• Task details: The required result is a line count: how many lines in this data hold the word "inner". Give only that.

::: Material for this exercise

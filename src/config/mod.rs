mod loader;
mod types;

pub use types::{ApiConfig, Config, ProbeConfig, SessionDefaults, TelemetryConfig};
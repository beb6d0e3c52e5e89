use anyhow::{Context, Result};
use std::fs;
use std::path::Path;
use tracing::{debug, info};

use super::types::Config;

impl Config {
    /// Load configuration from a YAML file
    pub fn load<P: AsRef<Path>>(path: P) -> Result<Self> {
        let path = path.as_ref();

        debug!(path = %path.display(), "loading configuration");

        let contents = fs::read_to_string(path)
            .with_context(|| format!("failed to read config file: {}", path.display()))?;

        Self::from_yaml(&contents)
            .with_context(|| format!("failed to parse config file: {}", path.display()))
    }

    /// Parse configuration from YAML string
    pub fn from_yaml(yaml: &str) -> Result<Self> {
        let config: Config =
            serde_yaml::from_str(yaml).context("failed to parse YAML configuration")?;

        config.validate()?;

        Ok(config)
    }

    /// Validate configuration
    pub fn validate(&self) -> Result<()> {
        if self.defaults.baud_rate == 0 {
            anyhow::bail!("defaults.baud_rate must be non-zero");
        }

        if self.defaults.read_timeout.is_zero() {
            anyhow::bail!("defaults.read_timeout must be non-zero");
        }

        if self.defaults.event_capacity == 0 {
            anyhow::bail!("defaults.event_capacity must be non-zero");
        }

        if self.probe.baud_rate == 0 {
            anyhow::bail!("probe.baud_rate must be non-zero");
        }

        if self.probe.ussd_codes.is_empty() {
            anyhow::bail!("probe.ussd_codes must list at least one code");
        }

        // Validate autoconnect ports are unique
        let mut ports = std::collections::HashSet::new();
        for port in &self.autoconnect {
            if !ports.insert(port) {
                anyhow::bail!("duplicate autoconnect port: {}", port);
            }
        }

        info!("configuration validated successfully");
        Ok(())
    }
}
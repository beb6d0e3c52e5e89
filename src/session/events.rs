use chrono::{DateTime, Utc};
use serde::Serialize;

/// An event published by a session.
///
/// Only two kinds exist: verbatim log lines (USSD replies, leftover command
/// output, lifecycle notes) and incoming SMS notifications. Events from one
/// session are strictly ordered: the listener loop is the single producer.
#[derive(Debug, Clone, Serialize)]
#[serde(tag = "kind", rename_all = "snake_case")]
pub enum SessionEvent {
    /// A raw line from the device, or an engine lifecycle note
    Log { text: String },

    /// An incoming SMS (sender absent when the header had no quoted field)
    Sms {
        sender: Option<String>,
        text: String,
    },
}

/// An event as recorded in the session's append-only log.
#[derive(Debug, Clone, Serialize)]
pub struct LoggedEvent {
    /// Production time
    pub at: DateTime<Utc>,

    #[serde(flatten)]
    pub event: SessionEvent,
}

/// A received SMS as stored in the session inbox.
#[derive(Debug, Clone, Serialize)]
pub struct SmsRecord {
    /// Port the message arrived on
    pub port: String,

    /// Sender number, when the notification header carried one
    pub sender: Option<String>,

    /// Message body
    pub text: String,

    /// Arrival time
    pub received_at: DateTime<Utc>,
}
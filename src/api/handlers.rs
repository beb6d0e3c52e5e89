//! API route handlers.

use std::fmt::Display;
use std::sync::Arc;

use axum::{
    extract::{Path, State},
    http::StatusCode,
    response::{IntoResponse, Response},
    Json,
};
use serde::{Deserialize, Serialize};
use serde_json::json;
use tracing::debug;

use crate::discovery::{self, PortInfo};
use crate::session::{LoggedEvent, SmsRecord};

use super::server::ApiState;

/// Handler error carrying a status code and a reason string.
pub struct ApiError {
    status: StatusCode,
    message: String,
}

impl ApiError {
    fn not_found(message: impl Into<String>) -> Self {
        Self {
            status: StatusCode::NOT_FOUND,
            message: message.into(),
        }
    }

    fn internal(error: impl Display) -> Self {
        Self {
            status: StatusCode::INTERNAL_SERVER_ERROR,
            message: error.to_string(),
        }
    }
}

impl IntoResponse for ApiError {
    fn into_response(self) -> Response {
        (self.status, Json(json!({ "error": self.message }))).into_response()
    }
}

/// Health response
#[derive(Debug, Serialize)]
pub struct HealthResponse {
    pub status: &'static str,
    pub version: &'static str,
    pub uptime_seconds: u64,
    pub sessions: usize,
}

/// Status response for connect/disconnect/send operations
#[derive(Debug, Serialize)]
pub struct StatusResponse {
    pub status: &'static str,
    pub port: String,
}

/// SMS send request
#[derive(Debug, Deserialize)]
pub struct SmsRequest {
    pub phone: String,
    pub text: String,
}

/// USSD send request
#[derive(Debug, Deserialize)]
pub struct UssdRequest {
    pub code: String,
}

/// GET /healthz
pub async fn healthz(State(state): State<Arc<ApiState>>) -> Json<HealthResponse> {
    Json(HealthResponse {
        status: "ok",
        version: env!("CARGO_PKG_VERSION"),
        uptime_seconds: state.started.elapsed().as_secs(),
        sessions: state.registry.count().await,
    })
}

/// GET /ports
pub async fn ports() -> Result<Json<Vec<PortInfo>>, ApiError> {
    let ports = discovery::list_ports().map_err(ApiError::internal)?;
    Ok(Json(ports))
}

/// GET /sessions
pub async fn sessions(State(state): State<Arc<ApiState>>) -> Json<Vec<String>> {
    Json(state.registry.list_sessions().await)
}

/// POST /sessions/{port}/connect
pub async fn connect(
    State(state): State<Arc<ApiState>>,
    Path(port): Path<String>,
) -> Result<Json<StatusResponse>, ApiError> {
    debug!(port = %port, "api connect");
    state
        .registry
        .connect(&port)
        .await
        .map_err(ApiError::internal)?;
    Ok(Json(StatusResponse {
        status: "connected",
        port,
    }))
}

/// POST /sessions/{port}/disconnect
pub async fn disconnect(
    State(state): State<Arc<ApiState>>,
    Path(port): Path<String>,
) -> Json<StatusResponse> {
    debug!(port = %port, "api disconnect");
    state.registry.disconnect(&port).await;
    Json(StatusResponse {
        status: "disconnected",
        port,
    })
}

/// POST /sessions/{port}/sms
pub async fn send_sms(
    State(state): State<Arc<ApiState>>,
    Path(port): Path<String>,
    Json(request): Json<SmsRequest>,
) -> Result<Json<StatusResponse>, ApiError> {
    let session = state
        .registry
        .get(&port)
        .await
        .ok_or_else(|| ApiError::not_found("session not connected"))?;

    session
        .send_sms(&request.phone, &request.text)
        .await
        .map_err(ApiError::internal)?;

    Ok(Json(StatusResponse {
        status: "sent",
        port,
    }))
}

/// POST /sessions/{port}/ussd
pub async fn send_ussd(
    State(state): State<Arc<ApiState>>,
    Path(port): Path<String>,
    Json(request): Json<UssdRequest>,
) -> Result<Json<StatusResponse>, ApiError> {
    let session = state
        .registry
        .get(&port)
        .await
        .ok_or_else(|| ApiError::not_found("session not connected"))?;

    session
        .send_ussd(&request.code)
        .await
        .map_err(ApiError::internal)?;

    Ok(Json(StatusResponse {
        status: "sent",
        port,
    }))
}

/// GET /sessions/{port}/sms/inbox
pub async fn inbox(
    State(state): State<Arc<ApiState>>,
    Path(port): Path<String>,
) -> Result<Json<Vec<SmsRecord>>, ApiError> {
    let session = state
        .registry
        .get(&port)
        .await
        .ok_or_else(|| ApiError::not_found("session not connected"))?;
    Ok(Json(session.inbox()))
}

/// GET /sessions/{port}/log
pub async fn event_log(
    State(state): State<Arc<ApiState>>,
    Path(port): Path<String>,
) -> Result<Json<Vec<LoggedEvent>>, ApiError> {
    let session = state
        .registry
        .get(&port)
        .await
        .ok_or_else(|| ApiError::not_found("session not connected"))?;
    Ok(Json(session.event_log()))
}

::::::
::: Material for this exercise

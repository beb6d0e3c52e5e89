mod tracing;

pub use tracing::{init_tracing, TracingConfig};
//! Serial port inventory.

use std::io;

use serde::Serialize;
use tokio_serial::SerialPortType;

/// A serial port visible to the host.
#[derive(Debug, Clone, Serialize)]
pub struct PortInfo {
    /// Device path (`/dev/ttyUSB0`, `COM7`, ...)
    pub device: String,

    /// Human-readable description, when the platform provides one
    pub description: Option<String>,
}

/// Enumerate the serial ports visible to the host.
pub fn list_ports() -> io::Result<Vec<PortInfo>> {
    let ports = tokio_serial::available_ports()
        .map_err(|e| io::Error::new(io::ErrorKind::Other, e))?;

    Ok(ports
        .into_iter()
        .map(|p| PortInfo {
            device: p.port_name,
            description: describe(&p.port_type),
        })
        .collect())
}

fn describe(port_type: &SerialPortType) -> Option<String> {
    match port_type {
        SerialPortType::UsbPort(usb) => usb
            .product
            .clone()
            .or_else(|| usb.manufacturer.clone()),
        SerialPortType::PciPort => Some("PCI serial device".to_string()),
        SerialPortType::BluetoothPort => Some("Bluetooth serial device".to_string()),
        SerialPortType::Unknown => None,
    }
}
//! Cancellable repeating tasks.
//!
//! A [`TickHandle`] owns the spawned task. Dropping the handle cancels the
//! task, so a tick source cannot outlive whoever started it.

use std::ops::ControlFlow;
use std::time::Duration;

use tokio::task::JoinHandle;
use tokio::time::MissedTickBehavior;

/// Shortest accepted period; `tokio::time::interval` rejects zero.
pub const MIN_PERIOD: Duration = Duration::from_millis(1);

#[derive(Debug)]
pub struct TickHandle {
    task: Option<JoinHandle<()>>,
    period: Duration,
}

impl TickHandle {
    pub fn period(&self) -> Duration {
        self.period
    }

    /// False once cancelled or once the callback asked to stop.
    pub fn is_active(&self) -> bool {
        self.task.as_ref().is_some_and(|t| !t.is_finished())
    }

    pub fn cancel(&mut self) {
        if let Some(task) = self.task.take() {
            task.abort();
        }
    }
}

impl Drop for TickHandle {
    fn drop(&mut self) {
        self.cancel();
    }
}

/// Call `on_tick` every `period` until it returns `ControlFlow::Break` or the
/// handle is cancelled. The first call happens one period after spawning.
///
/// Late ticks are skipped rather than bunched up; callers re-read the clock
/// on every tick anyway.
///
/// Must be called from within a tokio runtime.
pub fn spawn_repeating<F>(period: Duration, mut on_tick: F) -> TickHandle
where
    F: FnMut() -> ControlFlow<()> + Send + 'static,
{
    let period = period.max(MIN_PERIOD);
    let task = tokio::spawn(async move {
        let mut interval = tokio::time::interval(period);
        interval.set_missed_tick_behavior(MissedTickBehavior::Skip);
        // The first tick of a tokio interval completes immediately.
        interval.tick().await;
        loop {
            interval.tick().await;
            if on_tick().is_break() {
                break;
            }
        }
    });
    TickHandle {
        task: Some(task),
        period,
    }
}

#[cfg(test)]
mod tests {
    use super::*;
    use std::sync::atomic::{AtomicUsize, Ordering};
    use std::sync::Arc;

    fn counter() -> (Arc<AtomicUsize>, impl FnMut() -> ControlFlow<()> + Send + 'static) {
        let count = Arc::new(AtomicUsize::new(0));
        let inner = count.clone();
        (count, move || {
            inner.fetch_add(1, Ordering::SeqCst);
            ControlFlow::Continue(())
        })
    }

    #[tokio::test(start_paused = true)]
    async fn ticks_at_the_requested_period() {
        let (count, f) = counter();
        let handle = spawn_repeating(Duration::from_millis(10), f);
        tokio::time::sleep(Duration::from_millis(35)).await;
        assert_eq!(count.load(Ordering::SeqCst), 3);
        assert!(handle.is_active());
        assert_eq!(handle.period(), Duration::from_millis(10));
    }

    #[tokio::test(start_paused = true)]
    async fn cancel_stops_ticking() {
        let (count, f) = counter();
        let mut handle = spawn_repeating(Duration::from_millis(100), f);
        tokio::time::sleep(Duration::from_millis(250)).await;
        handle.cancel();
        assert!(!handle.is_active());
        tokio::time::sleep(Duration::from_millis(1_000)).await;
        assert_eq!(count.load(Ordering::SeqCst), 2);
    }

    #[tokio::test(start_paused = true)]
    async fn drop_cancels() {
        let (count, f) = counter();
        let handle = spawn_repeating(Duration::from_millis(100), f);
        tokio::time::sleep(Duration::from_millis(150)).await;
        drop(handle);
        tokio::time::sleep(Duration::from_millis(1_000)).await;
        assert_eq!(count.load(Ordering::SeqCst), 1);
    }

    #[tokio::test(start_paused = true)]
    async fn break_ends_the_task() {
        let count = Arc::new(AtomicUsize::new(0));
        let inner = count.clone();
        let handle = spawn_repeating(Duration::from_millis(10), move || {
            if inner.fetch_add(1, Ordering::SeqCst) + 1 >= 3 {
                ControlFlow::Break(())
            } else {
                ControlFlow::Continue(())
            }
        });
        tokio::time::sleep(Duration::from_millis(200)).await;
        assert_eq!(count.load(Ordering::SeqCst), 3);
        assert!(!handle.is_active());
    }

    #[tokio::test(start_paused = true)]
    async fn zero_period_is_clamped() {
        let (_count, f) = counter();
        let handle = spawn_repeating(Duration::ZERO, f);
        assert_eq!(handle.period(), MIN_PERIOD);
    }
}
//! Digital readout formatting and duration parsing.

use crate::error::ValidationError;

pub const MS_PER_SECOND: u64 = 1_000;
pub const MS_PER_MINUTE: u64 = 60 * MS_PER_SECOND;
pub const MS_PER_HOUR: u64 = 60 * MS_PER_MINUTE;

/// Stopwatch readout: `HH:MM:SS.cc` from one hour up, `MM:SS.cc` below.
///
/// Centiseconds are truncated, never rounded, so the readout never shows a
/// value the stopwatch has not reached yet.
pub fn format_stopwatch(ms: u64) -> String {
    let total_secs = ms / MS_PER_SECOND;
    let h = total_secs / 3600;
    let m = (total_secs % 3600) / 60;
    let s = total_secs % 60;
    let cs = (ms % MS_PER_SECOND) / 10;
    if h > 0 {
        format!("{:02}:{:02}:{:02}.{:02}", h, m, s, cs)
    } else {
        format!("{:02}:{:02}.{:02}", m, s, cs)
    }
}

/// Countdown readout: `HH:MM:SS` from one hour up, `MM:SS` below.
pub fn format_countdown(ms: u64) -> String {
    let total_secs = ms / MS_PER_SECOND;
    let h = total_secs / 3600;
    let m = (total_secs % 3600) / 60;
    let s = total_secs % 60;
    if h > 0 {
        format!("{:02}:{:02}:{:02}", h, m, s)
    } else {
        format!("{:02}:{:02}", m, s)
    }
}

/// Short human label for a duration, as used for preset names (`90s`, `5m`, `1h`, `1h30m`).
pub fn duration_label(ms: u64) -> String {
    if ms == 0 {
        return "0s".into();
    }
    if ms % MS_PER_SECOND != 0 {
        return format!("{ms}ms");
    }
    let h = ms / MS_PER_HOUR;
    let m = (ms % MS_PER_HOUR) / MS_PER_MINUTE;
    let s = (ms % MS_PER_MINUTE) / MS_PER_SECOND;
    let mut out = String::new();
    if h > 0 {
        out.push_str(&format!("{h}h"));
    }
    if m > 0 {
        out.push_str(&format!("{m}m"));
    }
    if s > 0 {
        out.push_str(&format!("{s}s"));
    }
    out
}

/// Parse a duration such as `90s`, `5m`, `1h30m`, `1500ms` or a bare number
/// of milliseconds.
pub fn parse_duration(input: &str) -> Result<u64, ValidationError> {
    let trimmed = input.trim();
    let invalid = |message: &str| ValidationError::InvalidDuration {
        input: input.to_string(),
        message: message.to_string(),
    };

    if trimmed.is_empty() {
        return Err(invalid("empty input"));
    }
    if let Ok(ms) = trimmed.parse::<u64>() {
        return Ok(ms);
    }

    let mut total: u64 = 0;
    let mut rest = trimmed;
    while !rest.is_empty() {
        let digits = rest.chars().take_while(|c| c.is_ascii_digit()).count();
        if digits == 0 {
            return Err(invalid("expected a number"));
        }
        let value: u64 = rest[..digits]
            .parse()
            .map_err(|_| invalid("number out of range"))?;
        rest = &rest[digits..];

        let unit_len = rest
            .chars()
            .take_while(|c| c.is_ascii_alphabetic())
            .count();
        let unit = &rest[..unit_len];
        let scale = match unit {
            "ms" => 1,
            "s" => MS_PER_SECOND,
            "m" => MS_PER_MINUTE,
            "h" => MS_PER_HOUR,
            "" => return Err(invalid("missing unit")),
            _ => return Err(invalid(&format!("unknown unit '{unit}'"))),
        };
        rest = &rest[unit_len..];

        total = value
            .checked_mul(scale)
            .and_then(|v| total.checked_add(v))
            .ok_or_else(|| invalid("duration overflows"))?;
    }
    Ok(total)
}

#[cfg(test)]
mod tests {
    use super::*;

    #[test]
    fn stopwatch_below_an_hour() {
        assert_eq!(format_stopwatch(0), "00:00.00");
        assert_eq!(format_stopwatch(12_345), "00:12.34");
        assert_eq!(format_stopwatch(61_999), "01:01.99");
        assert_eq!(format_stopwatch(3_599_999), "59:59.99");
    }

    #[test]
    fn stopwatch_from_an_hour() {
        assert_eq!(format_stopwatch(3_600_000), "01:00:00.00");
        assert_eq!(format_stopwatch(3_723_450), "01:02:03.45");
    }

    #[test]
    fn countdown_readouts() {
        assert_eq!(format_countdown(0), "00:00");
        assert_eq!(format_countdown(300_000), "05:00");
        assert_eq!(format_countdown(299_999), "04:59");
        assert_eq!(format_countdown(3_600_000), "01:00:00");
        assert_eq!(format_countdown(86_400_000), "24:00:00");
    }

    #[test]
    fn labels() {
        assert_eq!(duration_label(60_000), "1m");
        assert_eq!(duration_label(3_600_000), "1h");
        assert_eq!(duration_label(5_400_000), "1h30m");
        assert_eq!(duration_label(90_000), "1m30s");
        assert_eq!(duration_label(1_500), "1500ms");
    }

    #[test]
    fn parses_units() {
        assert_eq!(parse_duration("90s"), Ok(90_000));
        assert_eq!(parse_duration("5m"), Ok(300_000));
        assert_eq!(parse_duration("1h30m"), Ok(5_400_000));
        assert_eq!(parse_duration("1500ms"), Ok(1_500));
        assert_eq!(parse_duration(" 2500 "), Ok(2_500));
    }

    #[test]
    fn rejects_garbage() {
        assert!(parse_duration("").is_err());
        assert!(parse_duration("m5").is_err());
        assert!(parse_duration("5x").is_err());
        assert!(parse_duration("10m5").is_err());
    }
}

::::::
::: Material for this exercise

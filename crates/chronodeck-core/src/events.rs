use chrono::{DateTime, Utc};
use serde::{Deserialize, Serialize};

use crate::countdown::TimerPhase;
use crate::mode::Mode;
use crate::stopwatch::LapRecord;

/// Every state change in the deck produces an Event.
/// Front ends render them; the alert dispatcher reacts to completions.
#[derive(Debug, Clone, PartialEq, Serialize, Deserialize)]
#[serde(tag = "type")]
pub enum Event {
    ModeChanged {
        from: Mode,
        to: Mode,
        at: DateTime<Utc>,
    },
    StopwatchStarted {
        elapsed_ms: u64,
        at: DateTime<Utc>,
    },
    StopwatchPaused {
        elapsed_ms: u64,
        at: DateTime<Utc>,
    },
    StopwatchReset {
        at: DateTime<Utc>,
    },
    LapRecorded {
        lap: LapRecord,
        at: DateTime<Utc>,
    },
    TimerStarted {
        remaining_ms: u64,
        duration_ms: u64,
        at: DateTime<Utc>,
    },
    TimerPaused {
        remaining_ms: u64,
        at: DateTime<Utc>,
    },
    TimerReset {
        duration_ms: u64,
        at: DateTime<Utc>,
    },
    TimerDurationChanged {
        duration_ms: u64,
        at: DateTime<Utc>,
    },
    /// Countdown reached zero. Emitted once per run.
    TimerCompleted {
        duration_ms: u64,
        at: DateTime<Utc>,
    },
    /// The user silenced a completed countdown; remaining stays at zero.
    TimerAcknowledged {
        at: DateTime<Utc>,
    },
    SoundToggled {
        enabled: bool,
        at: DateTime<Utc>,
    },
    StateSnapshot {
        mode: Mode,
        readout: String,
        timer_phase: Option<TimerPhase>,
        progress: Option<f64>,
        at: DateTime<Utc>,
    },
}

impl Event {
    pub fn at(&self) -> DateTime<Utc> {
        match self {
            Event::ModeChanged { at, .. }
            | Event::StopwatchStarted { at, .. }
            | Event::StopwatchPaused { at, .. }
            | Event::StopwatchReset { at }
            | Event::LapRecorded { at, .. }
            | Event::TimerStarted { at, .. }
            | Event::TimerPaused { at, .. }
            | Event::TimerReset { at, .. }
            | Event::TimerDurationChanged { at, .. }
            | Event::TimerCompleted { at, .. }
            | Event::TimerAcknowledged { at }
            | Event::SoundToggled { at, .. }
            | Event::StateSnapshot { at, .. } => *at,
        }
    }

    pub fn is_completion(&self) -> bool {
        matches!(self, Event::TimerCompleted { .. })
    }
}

::::::

• Problem solution: 4